As I read the book when I was younger, I focused more on the story between Scarlett and Kian, but this time I looked at the whole plot from a wider lens, picking up on some of the finer details of the story.


Scarlett is a ‘troubled’ 12 year old girl who struggles in school. After being kicked out of her most recent school, her mum had lost hope and decided to send her to live with her dad, in Ireland. This of course was only after she had been sent to multiple relatives and been kicked out of the schools she enrolled in there. Scarlett hadn’t seen her dad since he left her and her mum for a woman named Claire who made artisan soaps, so she obviously wasn’t thrilled about this.


Once she arrived in Ireland, Scarlett saw that Claire was pregnant, which only increased her rage and her want to return to London. However, during her time there with her dad, Claire and her already born half-sister Holly, she learns that maybe they don’t deserve the hate she had for them.

Scarlett walks out on her first day of school in the small village she is now living in, and this is when her dad convinces her to try homeschooling. It’s also the day she meets a boy called Kian.


Throughout her experience in homeschooling, Scarlett decides to do a project based on the local loch. Almost every day she walks up to the loch with her materials in hand, yet almost everyday she is distracted by the mysterious boy she met when she ran away on her first day of school.
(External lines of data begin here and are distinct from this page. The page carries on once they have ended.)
impl Controller {
    pub fn builder(config: LoadPilotConfig) -> ControllerBuilder {
        ControllerBuilder {
            config,
            source: None,
            work: None,
            probe: None,
            store: None,
        }
    }

    /// Build with default capabilities.
    pub async fn init(config: LoadPilotConfig) -> ControllerResult<Self> {
        Self::builder(config).build().await
    }

    pub fn config(&self) -> &LoadPilotConfig {
        &self.config
    }

    pub fn registry(&self) -> &CapacityRegistry {
        &self.registry
    }

    pub fn metrics_store(&self) -> &MetricsStore {
        &self.metrics
    }

    pub fn balancer(&self) -> &Arc<LoadBalancer> {
        &self.balancer
    }

    pub fn processor(&self) -> &Arc<RequestProcessor> {
        &self.processor
    }

    pub fn health(&self) -> &Arc<HealthMonitor> {
        &self.health
    }

    pub fn scaler(&self) -> &Arc<ScalingController> {
        &self.scaler
    }

    pub fn alert_manager(&self) -> &AlertManager {
        &self.alerts
    }

    /// Spawn every control loop.
    pub async fn start(self: &Arc<Self>) -> ControllerResult<()> {
        if self.started.swap(true, Ordering::AcqRel) {
            return Err(ControllerError::AlreadyStarted);
        }
        let mut tasks = self.tasks.lock().await;

        let processor = Arc::clone(&self.processor);
        tasks.push(tokio::spawn(processor.run(self.shutdown_tx.subscribe())));

        let optimizer = Arc::clone(&self.optimizer);
        let interval = Duration::from_secs(self.config.controller.optimizer_interval_secs.max(1));
        let rx = self.shutdown_tx.subscribe();
        tasks.push(tokio::spawn(async move {
            optimizer.run(interval, rx).await;
        }));

        let health = Arc::clone(&self.health);
        let rx = self.shutdown_tx.subscribe();
        tasks.push(tokio::spawn(async move {
            health.run(rx).await;
        }));

        let scaler = Arc::clone(&self.scaler);
        tasks.push(tokio::spawn(scaler.run(self.shutdown_tx.subscribe())));

        let this = Arc::clone(self);
        let rx = self.shutdown_tx.subscribe();
        tasks.push(tokio::spawn(async move {
            this.alert_loop(rx).await;
        }));

        if self.store.is_some() {
            let this = Arc::clone(self);
            let rx = self.shutdown_tx.subscribe();
            tasks.push(tokio::spawn(async move {
                this.persistence_loop(rx).await;
            }));
        }

        info!(tasks = tasks.len(), "controller started");
        Ok(())
    }

    /// Stop every loop, wait for in-flight work, and persist final state.
    pub async fn shutdown(&self) {
        info!("controller shutting down");
        let _ = self.shutdown_tx.send(true);

        let handles: Vec<JoinHandle<()>> = self.tasks.lock().await.drain(..).collect();
        for handle in handles {
            if let Err(e) = handle.await {
                error!(error = %e, "control loop task failed");
            }
        }

        if let Err(e) = self.persist().await {
            error!(error = %e, "failed to persist final state");
        }
        info!("controller stopped");
    }

    // ── Operations ────────────────────────────────────────────────

    pub async fn submit(&self, request: WorkloadRequest) -> SubmitOutcome {
        self.processor.submit(request).await
    }

    /// Per-component and system-wide dashboard metrics.
    pub async fn get_metrics(&self) -> MetricsReport {
        let capacities = self.registry.snapshot().await;
        let metrics = self.metrics.snapshot().await;

        let components: Vec<ComponentReport> = capacities
            .iter()
            .map(|c| ComponentReport::new(c, metrics.get(&c.component)))
            .collect();
        let loads: Vec<f64> = capacities
            .iter()
            .filter(|c| c.status.accepts_work())
            .map(|c| c.load_percent())
            .collect();

        let system = SystemReport {
            active_algorithm: self.balancer.active_algorithm().await,
            load_distribution_score: load_distribution_score(&loads),
            system_load_ratio: self.registry.system_load_ratio().await,
            queue_depth: self.processor.queue().len().await,
            queue_capacity: self.processor.queue().capacity(),
            healthy_components: self.registry.healthy_count().await,
            total_components: capacities.len(),
            processor: self.processor.counters().await,
            algorithm_performance: self.balancer.performance().await,
            recent_switches: self.balancer.recent_switches().await,
        };
        MetricsReport { components, system }
    }

    pub async fn get_scaling_metrics(&self) -> ScalingReport {
        self.scaler.report(epoch_secs()).await
    }

    pub async fn alerts(&self) -> AlertsReport {
        AlertsReport {
            active: self.alerts.active().await,
            history: self.alerts.history().await,
        }
    }

    /// Manually override the active algorithm. Returns `false` if it was
    /// already active.
    pub async fn set_algorithm(&self, algorithm: Algorithm) -> bool {
        let score = self
            .balancer
            .performance_map()
            .await
            .get(&algorithm)
            .map(|p| p.score())
            .unwrap_or(0.0);
        self.balancer.set_algorithm(algorithm, score).await
    }

    /// Evaluate threshold alerts for every component and the queue.
    pub async fn check_alerts(&self, now: u64) {
        for capacity in self.registry.snapshot().await {
            let metrics = self.metrics.get(&capacity.component).await;
            self.alerts
                .evaluate_component(&capacity, metrics.as_ref(), now)
                .await;
        }
        let queue = self.processor.queue();
        self.alerts
            .check_queue(queue.len().await, queue.capacity(), now)
            .await;
    }

    async fn alert_loop(&self, mut shutdown: watch::Receiver<bool>) {
        let interval = Duration::from_secs(self.config.health.interval_secs.max(1));
        info!(interval_secs = interval.as_secs(), "alert evaluator started");

        loop {
            tokio::select! {
                _ = tokio::time::sleep(interval) => {
                    self.check_alerts(epoch_secs()).await;
                }
                _ = shutdown.changed() => {
                    info!("alert evaluator shutting down");
                    break;
                }
            }
        }
    }

    // ── Persistence ───────────────────────────────────────────────

    /// Capture every persisted section of controller state.
    pub async fn snapshot(&self) -> ControllerSnapshot {
        ControllerSnapshot {
            saved_at: epoch_secs(),
            active_algorithm: Some(self.balancer.active_algorithm().await),
            current_allocations: self.scaler.allocations().await,
            algorithm_performance: self.balancer.performance_map().await,
            component_weights: self
                .registry
                .snapshot()
                .await
                .into_iter()
                .map(|c| (c.component, c.weight))
                .collect(),
            recent_decisions: self.scaler.recent_decisions(SNAPSHOT_DECISIONS).await,
            effectiveness_history: self.scaler.effectiveness_history().await,
            completions: self.processor.completions().await,
        }
    }

    /// Apply a persisted snapshot. Sections for components that are no
    /// longer configured are ignored; missing sections keep the
    /// configured baseline.
    pub async fn restore(&self, snapshot: ControllerSnapshot) {
        if let Some(algorithm) = snapshot.active_algorithm {
            self.balancer.restore_algorithm(algorithm).await;
        }
        self.balancer
            .restore_performance(snapshot.algorithm_performance)
            .await;

        for (component, weight) in &snapshot.component_weights {
            if let Err(e) = self.registry.set_weight(component, *weight).await {
                debug!(%component, error = %e, "ignoring persisted weight");
            }
        }

        self.scaler
            .restore(
                &snapshot.current_allocations,
                &snapshot.recent_decisions,
                &snapshot.effectiveness_history,
            )
            .await;
        self.processor.restore_completions(snapshot.completions).await;

        info!(
            saved_at = snapshot.saved_at,
            allocations = snapshot.current_allocations.len(),
            decisions = snapshot.recent_decisions.len(),
            "controller state restored"
        );
    }

    /// Save a snapshot. Returns `false` when persistence is disabled.
    pub async fn persist(&self) -> ControllerResult<bool> {
        let Some(ref store) = self.store else {
            return Ok(false);
        };
        let snapshot = self.snapshot().await;
        store.save_snapshot(&snapshot)?;
        debug!(saved_at = snapshot.saved_at, "controller state persisted");
        Ok(true)
    }

    async fn persistence_loop(&self, mut shutdown: watch::Receiver<bool>) {
        let interval = Duration::from_secs(self.config.persistence.interval_secs.max(1));
        info!(interval_secs = interval.as_secs(), "state persistence started");

        loop {
            tokio::select! {
                _ = tokio::time::sleep(interval) => {
                    if let Err(e) = self.persist().await {
                        warn!(error = %e, "periodic state save failed");
                    }
                }
                _ = shutdown.changed() => {
                    info!("state persistence shutting down");
                    break;
                }
            }
        }
    }
}
//! Domain entities for loadpilot.
//!
//! These types represent capacity, metrics, requests, scaling rules and
//! decisions, alerts, and the persisted controller snapshot. All types
//! serialize to JSON for the state store and the dashboard API.

use std::collections::HashMap;
use std::sync::atomic::{AtomicU64, Ordering};
use std::time::{SystemTime, UNIX_EPOCH};

use serde::{Deserialize, Serialize};

use loadpilot_core::config::{ComponentConfig, PolicyConfig, RuleConfig};
use loadpilot_core::types::*;

// ── Capacity ──────────────────────────────────────────────────────

/// Load thresholds (percent of `max_concurrent_tasks`) for status derivation.
#[derive(Debug, Clone, Copy, PartialEq, Serialize, Deserialize)]
pub struct StatusThresholds {
    pub busy: f64,
    pub overload: f64,
}

impl Default for StatusThresholds {
    fn default() -> Self {
        Self {
            busy: 70.0,
            overload: 90.0,
        }
    }
}

/// Capacity, current usage, and status of one component.
#[derive(Debug, Clone, Serialize, Deserialize, PartialEq)]
pub struct ComponentCapacity {
    pub component: ComponentId,
    pub max_concurrent_tasks: u32,
    /// Utilization caps in percent.
    pub max_utilization: ResourceVector,
    /// Latest measured utilization in percent.
    pub current_utilization: ResourceVector,
    /// Tasks currently executing. May exceed the maximum; overload is a
    /// status, not a rejection.
    pub current_tasks: u32,
    /// Resources currently allocated to the component.
    pub allocation: ResourceVector,
    pub status: ComponentStatus,
    pub health: HealthStatus,
    pub maintenance: bool,
    pub weight: f64,
    pub priority_multiplier: f64,
    /// Unix timestamp (seconds) of the last mutation.
    pub updated_at: u64,
}

impl ComponentCapacity {
    pub fn new(component: impl Into<ComponentId>, max_concurrent_tasks: u32) -> Self {
        Self {
            component: component.into(),
            max_concurrent_tasks,
            max_utilization: ResourceVector::uniform(100.0),
            current_utilization: ResourceVector::default(),
            current_tasks: 0,
            allocation: ResourceVector::default(),
            status: ComponentStatus::Available,
            health: HealthStatus::Unknown,
            maintenance: false,
            weight: 1.0,
            priority_multiplier: 1.0,
            updated_at: epoch_secs(),
        }
    }

    /// Build the startup capacity record from static configuration.
    pub fn from_config(config: &ComponentConfig) -> Self {
        Self {
            max_utilization: config.max_utilization,
            allocation: config.policy.baseline_allocation(),
            weight: config.weight,
            priority_multiplier: config.priority_multiplier,
            ..Self::new(config.id.clone(), config.max_concurrent_tasks)
        }
    }

    /// `current_tasks / max_concurrent_tasks * 100`.
    pub fn load_percent(&self) -> f64 {
        if self.max_concurrent_tasks == 0 {
            return 100.0;
        }
        f64::from(self.current_tasks) / f64::from(self.max_concurrent_tasks) * 100.0
    }

    /// Remaining utilization headroom (percent points) for a resource.
    pub fn headroom(&self, resource: ResourceType) -> f64 {
        (self.max_utilization.get(resource) - self.current_utilization.get(resource)).max(0.0)
    }

    /// Failed probes mark a component unhealthy; unknown counts as healthy.
    pub fn is_healthy(&self) -> bool {
        self.health != HealthStatus::Unhealthy
    }

    /// Derive status from health, maintenance flag, and task load.
    pub fn derive_status(&self, thresholds: &StatusThresholds) -> ComponentStatus {
        if !self.is_healthy() {
            return ComponentStatus::Failed;
        }
        if self.maintenance {
            return ComponentStatus::Maintenance;
        }
        let load = self.load_percent();
        if load >= thresholds.overload {
            ComponentStatus::Overloaded
        } else if load >= thresholds.busy {
            ComponentStatus::Busy
        } else {
            ComponentStatus::Available
        }
    }
}

// ── Metrics ───────────────────────────────────────────────────────

/// Rolling request counters for one component.
#[derive(Debug, Clone, Serialize, Deserialize, PartialEq, Default)]
#[serde(default)]
pub struct ComponentMetrics {
    pub component: ComponentId,
    pub total_requests: u64,
    pub successful_requests: u64,
    pub failed_requests: u64,
    pub rejected_requests: u64,
    /// Exponentially smoothed latency.
    pub avg_latency_ms: f64,
    pub min_latency_ms: f64,
    pub max_latency_ms: f64,
    /// Completions per second over the throughput window.
    pub throughput: f64,
    pub last_updated: u64,
}

impl ComponentMetrics {
    pub fn new(component: impl Into<ComponentId>) -> Self {
        Self {
            component: component.into(),
            ..Self::default()
        }
    }

    pub fn completed(&self) -> u64 {
        self.successful_requests + self.failed_requests
    }

    /// Success percentage over completed requests; 100 with no history.
    pub fn success_rate(&self) -> f64 {
        match self.completed() {
            0 => 100.0,
            n => self.successful_requests as f64 / n as f64 * 100.0,
        }
    }

    pub fn error_rate(&self) -> f64 {
        100.0 - self.success_rate()
    }
}

// ── Requests ──────────────────────────────────────────────────────

static REQUEST_SEQ: AtomicU64 = AtomicU64::new(0);

/// A unit of work submitted by a producer.
#[derive(Debug, Clone, Serialize, Deserialize, PartialEq)]
pub struct WorkloadRequest {
    #[serde(default = "next_request_id")]
    pub id: String,
    pub workload_type: WorkloadType,
    #[serde(default)]
    pub priority: Priority,
    #[serde(default)]
    pub estimated_duration_ms: u64,
    #[serde(default)]
    pub resource_requirements: HashMap<ResourceType, f64>,
    #[serde(default)]
    pub preferred_components: Vec<ComponentId>,
    #[serde(default)]
    pub avoid_components: Vec<ComponentId>,
    #[serde(default)]
    pub retry_count: u32,
    #[serde(default = "default_max_retries")]
    pub max_retries: u32,
    /// Unix timestamp (milliseconds) after which the request is void.
    #[serde(default)]
    pub deadline: Option<u64>,
    /// Unix timestamp (milliseconds) of submission.
    #[serde(default = "epoch_millis")]
    pub submitted_at: u64,
}

fn default_max_retries() -> u32 {
    3
}

/// Generate a process-unique request id.
pub fn next_request_id() -> String {
    let seq = REQUEST_SEQ.fetch_add(1, Ordering::Relaxed);
    format!("req-{}-{seq}", epoch_millis())
}
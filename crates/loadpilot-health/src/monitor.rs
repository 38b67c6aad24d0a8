//! Health monitor — background task that probes every registered component.
//!
//! Each tick runs the probe against every component in the capacity
//! registry, feeds the result into that component's tracker, and writes
//! status changes back to the registry. An unhealthy component is derived
//! as FAILED there and drops out of load-balancer selection.

use std::collections::HashMap;
use std::sync::Arc;
use std::time::Duration;

use tokio::sync::{Mutex, watch};
use tracing::{debug, error, info};

use loadpilot_core::HealthSettings;
use loadpilot_metrics::MetricsStore;
use loadpilot_state::{CapacityRegistry, ComponentId, HealthStatus};

use crate::checker::{HealthTracker, ProbeFn, metrics_probe};

/// Callback invoked when a component's health status changes.
///
/// The controller uses this to raise and resolve `ComponentFailed` alerts.
pub type HealthCallback = Arc<dyn Fn(String, HealthStatus) -> HealthFuture + Send + Sync>;

pub type HealthFuture = std::pin::Pin<Box<dyn std::future::Future<Output = ()> + Send>>;

pub struct HealthMonitor {
    registry: CapacityRegistry,
    metrics: MetricsStore,
    probe: ProbeFn,
    settings: HealthSettings,
    trackers: Mutex<HashMap<ComponentId, HealthTracker>>,
    on_status_change: Option<HealthCallback>,
}

impl HealthMonitor {
    /// Create a monitor using the default success-rate probe.
    pub fn new(registry: CapacityRegistry, metrics: MetricsStore, settings: HealthSettings) -> Self {
        let probe = metrics_probe(settings.min_requests, settings.min_success_rate);
        Self {
            registry,
            metrics,
            probe,
            settings,
            trackers: Mutex::new(HashMap::new()),
            on_status_change: None,
        }
    }

    /// Replace the probe.
    pub fn with_probe(mut self, probe: ProbeFn) -> Self {
        self.probe = probe;
        self
    }

    /// Set a callback for health status changes.
    pub fn with_callback(mut self, callback: HealthCallback) -> Self {
        self.on_status_change = Some(callback);
        self
    }

    /// Probe every registered component once. Returns the components
    /// whose status changed, with their new status.
    pub async fn check_all(&self) -> Vec<(ComponentId, HealthStatus)> {
        let mut changed = Vec::new();

        for capacity in self.registry.snapshot().await {
            let id = capacity.component.clone();
            let metrics = self.metrics.get(&id).await;
            let result = (self.probe)(capacity, metrics).await;

            let (prev, next) = {
                let mut trackers = self.trackers.lock().await;
                let tracker = trackers
                    .entry(id.clone())
                    .or_insert_with(|| HealthTracker::new(&self.settings));
                let prev = tracker.status();
                (prev, tracker.record(result))
            };
            debug!(component = %id, ?result, status = ?next, "health probe");

            if next == prev {
                continue;
            }
            if let Err(e) = self.registry.set_health(&id, next).await {
                error!(component = %id, error = %e, "failed to update component health");
                continue;
            }
            if let Some(ref cb) = self.on_status_change {
                cb(id.clone(), next).await;
            }
            changed.push((id, next));
        }

        changed
    }

    /// Tracked status for a component, `Unknown` before its first probe.
    pub async fn status(&self, component: &str) -> HealthStatus {
        self.trackers
            .lock()
            .await
            .get(component)
            .map(|t| t.status())
            .unwrap_or_default()
    }

    /// Run the health loop until shutdown.
    pub async fn run(&self, mut shutdown: watch::Receiver<bool>) {
        let interval = Duration::from_secs(self.settings.interval_secs.max(1));
        info!(interval_secs = interval.as_secs(), "health monitor started");

        loop {
            tokio::select! {
                _ = tokio::time::sleep(interval) => {
                    self.check_all().await;
                }
                _ = shutdown.changed() => {
                    info!("health monitor shutting down");
                    break;
                }
            }
        }
    }
}

#[cfg(test)]
mod tests {
    use super::*;
    use crate::checker::{ProbeFuture, ProbeResult};
    use loadpilot_state::{ComponentCapacity, ComponentMetrics, ComponentStatus};
    use std::sync::atomic::{AtomicUsize, Ordering};

    async fn setup() -> (CapacityRegistry, MetricsStore) {
        let registry = CapacityRegistry::default();
        registry.register(ComponentCapacity::new("a", 10)).await;
        registry.register(ComponentCapacity::new("b", 10)).await;
        let metrics = MetricsStore::default();
        metrics.register("a").await;
        metrics.register("b").await;
        (registry, metrics)
    }

    fn settings(unhealthy_threshold: u32) -> HealthSettings {
        HealthSettings {
            unhealthy_threshold,
            ..HealthSettings::default()
        }
    }

    /// Fails component "a", passes everything else.
    fn failing_a() -> ProbeFn {
        Arc::new(|cap: ComponentCapacity, _: Option<ComponentMetrics>| -> ProbeFuture {
            let result = if cap.component == "a" {
                ProbeResult::Failed
            } else {
                ProbeResult::Healthy
            };
            Box::pin(async move { result })
        })
    }

    #[tokio::test]
    async fn failing_component_marked_failed_after_threshold() {
        let (registry, metrics) = setup().await;
        let monitor = HealthMonitor::new(registry.clone(), metrics, settings(2)).with_probe(failing_a());

        let first = monitor.check_all().await;
        // Only "b" moved from unknown to healthy.
        assert_eq!(first, vec![("b".to_string(), HealthStatus::Healthy)]);
        assert_eq!(registry.status("a").await, Some(ComponentStatus::Available));

        let second = monitor.check_all().await;
        assert_eq!(second, vec![("a".to_string(), HealthStatus::Unhealthy)]);
        assert_eq!(registry.status("a").await, Some(ComponentStatus::Failed));
        assert_eq!(monitor.status("a").await, HealthStatus::Unhealthy);
    }

    #[tokio::test]
    async fn default_probe_fails_low_success_rate() {
        let (registry, metrics) = setup().await;
        for i in 0..20 {
            metrics.record_completion("a", 10.0, i % 4 == 0).await;
        }
        let monitor = HealthMonitor::new(registry.clone(), metrics, settings(1));

        monitor.check_all().await;
        assert_eq!(registry.status("a").await, Some(ComponentStatus::Failed));
        assert_eq!(registry.status("b").await, Some(ComponentStatus::Available));

        // No new traffic: the component is given another chance.
        monitor.check_all().await;
        assert_eq!(registry.status("a").await, Some(ComponentStatus::Available));
    }

    #[tokio::test]
    async fn callback_fires_on_change_only() {
        let (registry, metrics) = setup().await;
        let calls = Arc::new(AtomicUsize::new(0));
        let counter = calls.clone();
        let callback: HealthCallback = Arc::new(move |_: String, _: HealthStatus| -> HealthFuture {
            counter.fetch_add(1, Ordering::SeqCst);
            Box::pin(async {})
        });
        let monitor = HealthMonitor::new(registry, metrics, settings(1)).with_callback(callback);

        monitor.check_all().await;
        monitor.check_all().await;
        // Two components each go unknown → healthy exactly once.
        assert_eq!(calls.load(Ordering::SeqCst), 2);
    }

    #[tokio::test(start_paused = true)]
    async fn run_stops_on_shutdown() {
        let (registry, metrics) = setup().await;
        let monitor = HealthMonitor::new(registry, metrics, settings(3));
        let (tx, rx) = watch::channel(false);

        let handle = tokio::spawn(async move {
            monitor.run(rx).await;
        });
        tokio::time::advance(Duration::from_secs(16)).await;
        tx.send(true).unwrap();
        handle.await.unwrap();
    }
}
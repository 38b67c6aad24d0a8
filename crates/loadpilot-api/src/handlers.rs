//! REST API handlers.
//!
//! Each handler calls into the shared `Controller` and returns JSON
//! responses.

use axum::Json;
use axum::extract::State;
use axum::http::StatusCode;
use axum::response::IntoResponse;
use tracing::{debug, info};

use loadpilot_queue::SubmitOutcome;
use loadpilot_state::{Algorithm, RejectReason, WorkloadRequest};

use crate::ApiState;

/// Response wrapper for consistent API format.
#[derive(serde::Serialize)]
struct ApiResponse<T: serde::Serialize> {
    success: bool,
    #[serde(skip_serializing_if = "Option::is_none")]
    data: Option<T>,
    #[serde(skip_serializing_if = "Option::is_none")]
    error: Option<String>,
}

impl<T: serde::Serialize> ApiResponse<T> {
    fn ok(data: T) -> Json<Self> {
        Json(Self {
            success: true,
            data: Some(data),
            error: None,
        })
    }
}

fn error_response(msg: &str, status: StatusCode) -> impl IntoResponse {
    (
        status,
        Json(ApiResponse::<()> {
            success: false,
            data: None,
            error: Some(msg.to_string()),
        }),
    )
}

// ── Requests ───────────────────────────────────────────────────

/// POST /api/v1/requests
pub async fn submit_request(
    State(state): State<ApiState>,
    Json(mut request): Json<WorkloadRequest>,
) -> impl IntoResponse {
    request.retry_count = 0;
    let id = request.id.clone();

    match state.controller.submit(request).await {
        SubmitOutcome::Accepted => {
            debug!(request = %id, "request accepted");
            (
                StatusCode::ACCEPTED,
                ApiResponse::ok(serde_json::json!({ "id": id, "status": "accepted" })),
            )
                .into_response()
        }
        SubmitOutcome::Rejected(reason) => {
            let msg = match reason {
                RejectReason::QueueFull => "request queue is full",
                RejectReason::ShuttingDown => "controller is shutting down",
                RejectReason::NoHealthyComponent => "no healthy component",
                RejectReason::DeadlineExceeded => "deadline exceeded",
            };
            error_response(msg, StatusCode::SERVICE_UNAVAILABLE).into_response()
        }
    }
}

// ── Metrics ────────────────────────────────────────────────────

/// GET /api/v1/metrics
pub async fn get_metrics(State(state): State<ApiState>) -> impl IntoResponse {
    ApiResponse::ok(state.controller.get_metrics().await)
}

/// GET /api/v1/scaling
pub async fn get_scaling_metrics(State(state): State<ApiState>) -> impl IntoResponse {
    ApiResponse::ok(state.controller.get_scaling_metrics().await)
}

/// GET /api/v1/alerts
pub async fn list_alerts(State(state): State<ApiState>) -> impl IntoResponse {
    ApiResponse::ok(state.controller.alerts().await)
}

// ── Algorithm ──────────────────────────────────────────────────

/// Algorithm override body.
#[derive(serde::Deserialize)]
pub struct AlgorithmRequest {
    pub algorithm: Algorithm,
}

/// POST /api/v1/algorithm
pub async fn set_algorithm(
    State(state): State<ApiState>,
    Json(req): Json<AlgorithmRequest>,
) -> impl IntoResponse {
    let switched = state.controller.set_algorithm(req.algorithm).await;
    if switched {
        info!(algorithm = %req.algorithm, "algorithm overridden via API");
    }
    ApiResponse::ok(serde_json::json!({
        "algorithm": req.algorithm,
        "switched": switched,
    }))
}

// ── Prometheus ─────────────────────────────────────────────────

/// GET /metrics
pub async fn prometheus_metrics(State(state): State<ApiState>) -> impl IntoResponse {
    let report = state.controller.get_metrics().await;
    let body = loadpilot_metrics::render_prometheus(&report);
    (
        StatusCode::OK,
        [("content-type", "text/plain; version=0.0.4; charset=utf-8")],
        body,
    )
}

#[cfg(test)]
mod tests {
    use super::*;
    use std::sync::Arc;

    use axum::body::{Body, to_bytes};
    use axum::http::Request;
    use tower::ServiceExt;

    use loadpilot_controller::Controller;
    use loadpilot_core::{ComponentConfig, LoadPilotConfig, PolicyConfig};
    use loadpilot_state::{Priority, ResourceVector, WorkloadType};

    use crate::build_router;

    async fn test_state(queue_capacity: usize) -> ApiState {
        let mut config = LoadPilotConfig {
            components: vec![ComponentConfig {
                id: "price-feed".to_string(),
                max_concurrent_tasks: 10,
                max_utilization: ResourceVector::uniform(100.0),
                weight: 1.0,
                priority_multiplier: 1.0,
                policy: PolicyConfig::default(),
            }],
            ..LoadPilotConfig::default()
        };
        config.controller.queue_capacity = queue_capacity;
        let controller = Controller::init(config).await.unwrap();
        ApiState {
            controller: Arc::new(controller),
        }
    }

    async fn body_json(resp: axum::response::Response) -> serde_json::Value {
        let bytes = to_bytes(resp.into_body(), usize::MAX).await.unwrap();
        serde_json::from_slice(&bytes).unwrap()
    }

    fn request() -> WorkloadRequest {
        WorkloadRequest::new(WorkloadType::PriceUpdate, Priority::High)
    }

    #[tokio::test]
    async fn submit_accepted() {
        let state = test_state(10).await;
        let resp = submit_request(State(state.clone()), Json(request().with_id("r1"))).await;
        let resp = resp.into_response();
        assert_eq!(resp.status(), StatusCode::ACCEPTED);

        let body = body_json(resp).await;
        assert_eq!(body["data"]["id"], "r1");
        assert_eq!(state.controller.processor().queue().len().await, 1);
    }

    #[tokio::test]
    async fn submit_rejected_when_queue_full() {
        let state = test_state(1).await;
        submit_request(State(state.clone()), Json(request())).await;

        let resp = submit_request(State(state), Json(request())).await;
        let resp = resp.into_response();
        assert_eq!(resp.status(), StatusCode::SERVICE_UNAVAILABLE);
        let body = body_json(resp).await;
        assert_eq!(body["success"], false);
        assert_eq!(body["error"], "request queue is full");
    }

    #[tokio::test]
    async fn metrics_lists_components() {
        let state = test_state(10).await;
        let resp = get_metrics(State(state)).await.into_response();
        assert_eq!(resp.status(), StatusCode::OK);

        let body = body_json(resp).await;
        assert_eq!(body["data"]["components"][0]["component"], "price-feed");
        assert_eq!(body["data"]["system"]["queue_capacity"], 10);
    }

    #[tokio::test]
    async fn scaling_and_alerts_respond() {
        let state = test_state(10).await;
        let resp = get_scaling_metrics(State(state.clone())).await.into_response();
        assert_eq!(resp.status(), StatusCode::OK);
        let body = body_json(resp).await;
        assert_eq!(body["data"]["components"][0]["component"], "price-feed");

        let resp = list_alerts(State(state)).await.into_response();
        assert_eq!(resp.status(), StatusCode::OK);
        let body = body_json(resp).await;
        assert_eq!(body["data"]["active"], serde_json::json!([]));
    }

    #[tokio::test]
    async fn algorithm_override() {
        let state = test_state(10).await;
        let resp = set_algorithm(
            State(state.clone()),
            Json(AlgorithmRequest {
                algorithm: Algorithm::LeastConnections,
            }),
        )
        .await
        .into_response();
        let body = body_json(resp).await;
        assert_eq!(body["data"]["switched"], true);
        assert_eq!(
            state.controller.balancer().active_algorithm().await,
            Algorithm::LeastConnections
        );
    }

    #[tokio::test]
    async fn router_serves_prometheus() {
        let state = test_state(10).await;
        let router = build_router(state.controller);

        let resp = router
            .oneshot(Request::get("/metrics").body(Body::empty()).unwrap())
            .await
            .unwrap();
        assert_eq!(resp.status(), StatusCode::OK);
        let bytes = to_bytes(resp.into_body(), usize::MAX).await.unwrap();
        let text = String::from_utf8(bytes.to_vec()).unwrap();
        assert!(text.contains("price-feed"));
    }

    #[tokio::test]
    async fn router_accepts_json_submission() {
        let state = test_state(10).await;
        let router = build_router(state.controller.clone());

        let resp = router
            .oneshot(
                Request::post("/api/v1/requests")
                    .header("content-type", "application/json")
                    .body(Body::from(
                        r#"{"workload_type":"trade_execution","priority":"critical"}"#,
                    ))
                    .unwrap(),
            )
            .await
            .unwrap();
        assert_eq!(resp.status(), StatusCode::ACCEPTED);
        assert_eq!(state.controller.processor().queue().len().await, 1);
    }
}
Kian and Scarlett grow closer every day, until Kian says he has to leave the area.


There’s obviously a lot more to the story but I don’t like giving spoilers so I won’t.


Reading this at 17 made me realise how deep some of the topics covered in this book are and helped me to appreciate the fact that I was and still am an avid reader, and this exposes me to a wider range of universal topics.


Overall, I loved this book as much as I did in the past, so of course, I’ll give it 5 stars.